Stored data:
--------------------------------------------------
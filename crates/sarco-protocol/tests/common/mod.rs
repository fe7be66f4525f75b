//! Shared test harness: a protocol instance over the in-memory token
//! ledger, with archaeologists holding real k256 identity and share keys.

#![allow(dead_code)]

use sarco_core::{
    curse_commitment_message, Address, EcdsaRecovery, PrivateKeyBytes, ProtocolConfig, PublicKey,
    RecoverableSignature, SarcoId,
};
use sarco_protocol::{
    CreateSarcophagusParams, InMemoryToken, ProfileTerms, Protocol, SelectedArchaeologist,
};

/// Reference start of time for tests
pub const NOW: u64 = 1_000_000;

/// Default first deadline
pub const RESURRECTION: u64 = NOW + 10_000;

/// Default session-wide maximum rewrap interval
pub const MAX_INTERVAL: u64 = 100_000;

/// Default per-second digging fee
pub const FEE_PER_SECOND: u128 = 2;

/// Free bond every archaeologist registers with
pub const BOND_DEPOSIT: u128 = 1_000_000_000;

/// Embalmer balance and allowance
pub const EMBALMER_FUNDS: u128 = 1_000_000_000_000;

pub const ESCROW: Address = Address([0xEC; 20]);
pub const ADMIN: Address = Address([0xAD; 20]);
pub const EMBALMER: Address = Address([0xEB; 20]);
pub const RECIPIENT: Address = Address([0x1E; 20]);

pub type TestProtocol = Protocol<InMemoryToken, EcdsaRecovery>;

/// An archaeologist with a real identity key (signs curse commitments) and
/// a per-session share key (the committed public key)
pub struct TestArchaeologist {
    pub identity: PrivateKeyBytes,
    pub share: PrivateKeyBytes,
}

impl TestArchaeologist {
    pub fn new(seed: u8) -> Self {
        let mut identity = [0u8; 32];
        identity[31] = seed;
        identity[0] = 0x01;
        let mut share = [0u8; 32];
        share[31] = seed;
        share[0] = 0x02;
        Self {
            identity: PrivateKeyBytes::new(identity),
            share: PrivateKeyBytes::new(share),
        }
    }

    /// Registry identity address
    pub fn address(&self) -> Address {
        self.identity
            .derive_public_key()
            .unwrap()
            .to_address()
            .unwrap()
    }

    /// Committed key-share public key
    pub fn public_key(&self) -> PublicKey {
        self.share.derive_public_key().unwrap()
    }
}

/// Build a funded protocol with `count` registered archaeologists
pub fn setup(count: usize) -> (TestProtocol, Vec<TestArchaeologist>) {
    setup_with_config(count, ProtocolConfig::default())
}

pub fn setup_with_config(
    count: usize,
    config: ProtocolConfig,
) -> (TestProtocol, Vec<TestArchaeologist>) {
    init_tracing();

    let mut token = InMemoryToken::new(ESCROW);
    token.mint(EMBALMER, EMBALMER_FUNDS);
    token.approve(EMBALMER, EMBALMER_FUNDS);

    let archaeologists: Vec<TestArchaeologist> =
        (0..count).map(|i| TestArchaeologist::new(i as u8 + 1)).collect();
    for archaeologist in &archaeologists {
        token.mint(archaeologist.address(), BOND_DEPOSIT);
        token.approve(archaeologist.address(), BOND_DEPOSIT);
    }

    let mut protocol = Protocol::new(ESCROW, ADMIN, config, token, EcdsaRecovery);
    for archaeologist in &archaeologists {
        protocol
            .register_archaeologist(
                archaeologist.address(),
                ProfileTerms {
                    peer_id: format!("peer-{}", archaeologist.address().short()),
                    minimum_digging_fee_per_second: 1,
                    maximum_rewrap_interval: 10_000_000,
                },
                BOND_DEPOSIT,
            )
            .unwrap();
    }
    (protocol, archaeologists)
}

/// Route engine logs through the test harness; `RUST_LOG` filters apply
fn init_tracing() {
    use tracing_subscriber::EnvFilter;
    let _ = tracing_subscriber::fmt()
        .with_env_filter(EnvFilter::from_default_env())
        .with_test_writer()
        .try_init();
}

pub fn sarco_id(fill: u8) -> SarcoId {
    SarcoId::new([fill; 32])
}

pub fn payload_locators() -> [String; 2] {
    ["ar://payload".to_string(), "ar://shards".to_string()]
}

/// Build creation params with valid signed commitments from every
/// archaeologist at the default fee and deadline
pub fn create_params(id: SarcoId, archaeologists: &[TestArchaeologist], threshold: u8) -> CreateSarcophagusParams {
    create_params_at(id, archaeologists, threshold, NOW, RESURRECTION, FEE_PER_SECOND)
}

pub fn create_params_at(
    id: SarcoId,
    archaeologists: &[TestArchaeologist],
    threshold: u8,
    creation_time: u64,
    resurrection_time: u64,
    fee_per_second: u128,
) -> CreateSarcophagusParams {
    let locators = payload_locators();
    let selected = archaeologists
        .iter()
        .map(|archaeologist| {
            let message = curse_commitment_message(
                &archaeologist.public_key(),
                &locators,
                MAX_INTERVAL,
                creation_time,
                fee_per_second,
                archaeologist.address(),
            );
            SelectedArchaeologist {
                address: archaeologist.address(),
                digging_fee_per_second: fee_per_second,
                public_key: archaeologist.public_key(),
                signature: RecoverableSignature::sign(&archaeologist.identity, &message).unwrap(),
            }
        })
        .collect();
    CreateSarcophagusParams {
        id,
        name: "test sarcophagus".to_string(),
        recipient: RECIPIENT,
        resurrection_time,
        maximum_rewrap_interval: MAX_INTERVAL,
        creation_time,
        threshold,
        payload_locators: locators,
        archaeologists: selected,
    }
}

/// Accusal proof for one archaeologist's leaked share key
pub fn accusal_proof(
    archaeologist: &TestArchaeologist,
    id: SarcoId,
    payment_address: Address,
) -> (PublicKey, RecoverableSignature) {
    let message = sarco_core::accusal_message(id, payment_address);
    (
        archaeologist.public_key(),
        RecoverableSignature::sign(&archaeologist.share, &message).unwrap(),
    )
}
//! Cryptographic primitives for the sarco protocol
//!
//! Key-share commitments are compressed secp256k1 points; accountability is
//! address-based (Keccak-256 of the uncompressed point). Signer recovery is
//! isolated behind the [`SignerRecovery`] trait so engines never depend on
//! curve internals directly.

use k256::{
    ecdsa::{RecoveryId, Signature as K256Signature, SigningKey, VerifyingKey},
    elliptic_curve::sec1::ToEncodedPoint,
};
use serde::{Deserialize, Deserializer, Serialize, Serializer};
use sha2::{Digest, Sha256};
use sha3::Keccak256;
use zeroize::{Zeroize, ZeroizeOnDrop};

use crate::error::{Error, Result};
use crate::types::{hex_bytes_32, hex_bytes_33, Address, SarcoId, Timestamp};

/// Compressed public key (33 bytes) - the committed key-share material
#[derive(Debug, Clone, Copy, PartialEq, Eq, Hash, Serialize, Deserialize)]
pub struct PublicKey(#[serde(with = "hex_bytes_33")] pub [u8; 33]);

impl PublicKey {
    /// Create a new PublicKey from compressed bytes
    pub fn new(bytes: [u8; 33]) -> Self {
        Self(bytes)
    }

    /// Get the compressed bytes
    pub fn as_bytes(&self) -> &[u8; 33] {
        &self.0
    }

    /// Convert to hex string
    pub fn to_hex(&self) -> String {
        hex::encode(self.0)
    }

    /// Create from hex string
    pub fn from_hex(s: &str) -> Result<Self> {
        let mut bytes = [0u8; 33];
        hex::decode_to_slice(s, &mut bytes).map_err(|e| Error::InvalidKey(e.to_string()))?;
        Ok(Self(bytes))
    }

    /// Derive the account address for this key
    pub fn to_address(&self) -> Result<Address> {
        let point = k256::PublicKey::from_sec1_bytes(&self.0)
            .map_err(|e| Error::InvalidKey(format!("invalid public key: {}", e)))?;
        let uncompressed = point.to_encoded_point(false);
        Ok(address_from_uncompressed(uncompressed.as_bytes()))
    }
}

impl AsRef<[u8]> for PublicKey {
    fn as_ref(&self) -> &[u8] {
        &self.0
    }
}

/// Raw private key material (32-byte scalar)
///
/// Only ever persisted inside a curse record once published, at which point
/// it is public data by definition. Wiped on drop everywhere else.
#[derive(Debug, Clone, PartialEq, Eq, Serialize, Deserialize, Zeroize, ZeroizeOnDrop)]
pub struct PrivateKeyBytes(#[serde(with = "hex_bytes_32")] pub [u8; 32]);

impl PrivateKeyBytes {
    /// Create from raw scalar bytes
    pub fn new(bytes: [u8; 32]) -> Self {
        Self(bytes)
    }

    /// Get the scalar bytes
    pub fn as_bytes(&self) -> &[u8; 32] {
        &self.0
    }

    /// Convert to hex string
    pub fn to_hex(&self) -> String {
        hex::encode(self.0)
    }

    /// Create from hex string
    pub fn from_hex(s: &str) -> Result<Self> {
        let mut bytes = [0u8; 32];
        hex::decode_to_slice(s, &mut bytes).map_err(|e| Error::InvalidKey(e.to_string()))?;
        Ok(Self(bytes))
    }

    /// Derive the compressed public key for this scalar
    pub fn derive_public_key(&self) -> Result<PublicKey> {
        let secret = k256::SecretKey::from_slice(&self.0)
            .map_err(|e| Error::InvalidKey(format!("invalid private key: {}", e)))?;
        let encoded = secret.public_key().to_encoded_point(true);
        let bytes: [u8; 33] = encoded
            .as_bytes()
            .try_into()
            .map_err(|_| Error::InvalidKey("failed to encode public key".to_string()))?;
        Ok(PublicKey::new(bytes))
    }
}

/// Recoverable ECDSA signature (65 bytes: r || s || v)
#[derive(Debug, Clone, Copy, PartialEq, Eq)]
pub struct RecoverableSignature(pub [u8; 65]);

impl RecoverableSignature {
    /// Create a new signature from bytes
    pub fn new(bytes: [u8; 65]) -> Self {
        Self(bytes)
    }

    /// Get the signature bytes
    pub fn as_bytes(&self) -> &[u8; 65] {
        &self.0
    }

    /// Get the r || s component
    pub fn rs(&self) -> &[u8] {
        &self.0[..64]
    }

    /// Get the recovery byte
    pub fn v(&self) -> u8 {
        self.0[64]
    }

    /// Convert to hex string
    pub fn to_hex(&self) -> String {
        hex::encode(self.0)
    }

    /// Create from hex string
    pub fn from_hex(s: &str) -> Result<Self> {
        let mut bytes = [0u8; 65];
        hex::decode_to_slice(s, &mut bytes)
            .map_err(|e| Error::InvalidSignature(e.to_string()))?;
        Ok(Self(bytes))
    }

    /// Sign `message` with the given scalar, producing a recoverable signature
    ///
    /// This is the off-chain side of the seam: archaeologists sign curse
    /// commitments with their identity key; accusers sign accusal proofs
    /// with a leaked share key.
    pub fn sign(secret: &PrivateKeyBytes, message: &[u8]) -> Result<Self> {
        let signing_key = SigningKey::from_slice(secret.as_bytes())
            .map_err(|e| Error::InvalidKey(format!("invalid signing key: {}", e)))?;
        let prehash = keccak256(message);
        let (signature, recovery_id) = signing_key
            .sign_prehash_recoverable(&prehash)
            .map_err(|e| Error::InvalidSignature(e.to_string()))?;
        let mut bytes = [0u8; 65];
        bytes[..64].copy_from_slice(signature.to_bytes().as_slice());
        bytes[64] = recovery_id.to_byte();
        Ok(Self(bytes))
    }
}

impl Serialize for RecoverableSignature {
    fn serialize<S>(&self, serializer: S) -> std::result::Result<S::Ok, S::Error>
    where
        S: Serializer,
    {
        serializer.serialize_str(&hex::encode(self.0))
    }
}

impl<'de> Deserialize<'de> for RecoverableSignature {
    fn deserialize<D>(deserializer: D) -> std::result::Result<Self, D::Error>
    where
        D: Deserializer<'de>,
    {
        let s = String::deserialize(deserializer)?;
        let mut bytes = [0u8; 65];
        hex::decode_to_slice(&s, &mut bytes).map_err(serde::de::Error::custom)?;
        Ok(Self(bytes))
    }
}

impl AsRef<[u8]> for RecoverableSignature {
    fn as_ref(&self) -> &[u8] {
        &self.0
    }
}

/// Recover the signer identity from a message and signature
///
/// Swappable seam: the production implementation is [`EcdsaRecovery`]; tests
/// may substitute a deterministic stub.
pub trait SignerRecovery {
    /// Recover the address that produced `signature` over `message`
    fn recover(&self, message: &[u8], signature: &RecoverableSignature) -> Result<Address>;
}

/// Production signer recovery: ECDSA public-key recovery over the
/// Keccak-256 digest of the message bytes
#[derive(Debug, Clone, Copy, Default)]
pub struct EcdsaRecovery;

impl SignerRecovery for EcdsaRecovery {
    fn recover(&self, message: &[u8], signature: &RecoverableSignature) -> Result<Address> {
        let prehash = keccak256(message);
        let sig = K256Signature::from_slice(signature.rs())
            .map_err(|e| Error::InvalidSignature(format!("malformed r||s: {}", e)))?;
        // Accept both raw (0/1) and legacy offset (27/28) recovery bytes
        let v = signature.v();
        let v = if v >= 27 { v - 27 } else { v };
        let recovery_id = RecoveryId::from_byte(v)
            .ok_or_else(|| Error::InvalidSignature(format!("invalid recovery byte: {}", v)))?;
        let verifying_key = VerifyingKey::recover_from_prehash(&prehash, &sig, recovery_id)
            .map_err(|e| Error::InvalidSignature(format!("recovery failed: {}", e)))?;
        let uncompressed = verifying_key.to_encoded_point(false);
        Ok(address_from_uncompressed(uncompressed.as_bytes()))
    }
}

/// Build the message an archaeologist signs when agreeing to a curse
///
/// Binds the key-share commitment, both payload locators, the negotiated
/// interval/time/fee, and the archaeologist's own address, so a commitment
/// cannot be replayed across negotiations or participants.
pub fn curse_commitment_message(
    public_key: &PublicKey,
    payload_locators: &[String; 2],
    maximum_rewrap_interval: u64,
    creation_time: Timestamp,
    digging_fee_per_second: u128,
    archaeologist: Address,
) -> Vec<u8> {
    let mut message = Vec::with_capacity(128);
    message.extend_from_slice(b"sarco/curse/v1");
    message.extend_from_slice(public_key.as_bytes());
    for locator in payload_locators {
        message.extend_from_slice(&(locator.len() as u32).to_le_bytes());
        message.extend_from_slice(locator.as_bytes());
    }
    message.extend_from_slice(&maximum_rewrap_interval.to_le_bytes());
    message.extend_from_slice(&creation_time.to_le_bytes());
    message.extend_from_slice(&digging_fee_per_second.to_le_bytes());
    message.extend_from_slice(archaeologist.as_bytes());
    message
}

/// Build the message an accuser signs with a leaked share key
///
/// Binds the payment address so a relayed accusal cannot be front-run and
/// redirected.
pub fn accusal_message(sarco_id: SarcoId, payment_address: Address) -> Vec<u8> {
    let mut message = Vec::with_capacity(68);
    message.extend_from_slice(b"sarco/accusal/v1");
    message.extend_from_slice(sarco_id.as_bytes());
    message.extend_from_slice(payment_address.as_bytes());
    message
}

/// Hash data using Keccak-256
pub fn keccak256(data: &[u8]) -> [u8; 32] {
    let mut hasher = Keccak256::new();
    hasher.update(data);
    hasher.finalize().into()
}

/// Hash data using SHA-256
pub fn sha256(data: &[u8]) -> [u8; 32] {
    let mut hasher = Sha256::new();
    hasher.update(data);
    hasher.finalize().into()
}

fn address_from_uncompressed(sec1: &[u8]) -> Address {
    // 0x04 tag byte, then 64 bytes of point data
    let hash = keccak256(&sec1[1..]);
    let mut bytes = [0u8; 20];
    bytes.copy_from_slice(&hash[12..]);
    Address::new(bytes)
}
--------------------------------------------------
YOUR INSTRUCTIONS —
Go through the records above and copy every line holding the word "false".

RESPONSE AREA —
        let uncompressed = point.to_encoded_point(false);
        let uncompressed = verifying_key.to_encoded_point(false);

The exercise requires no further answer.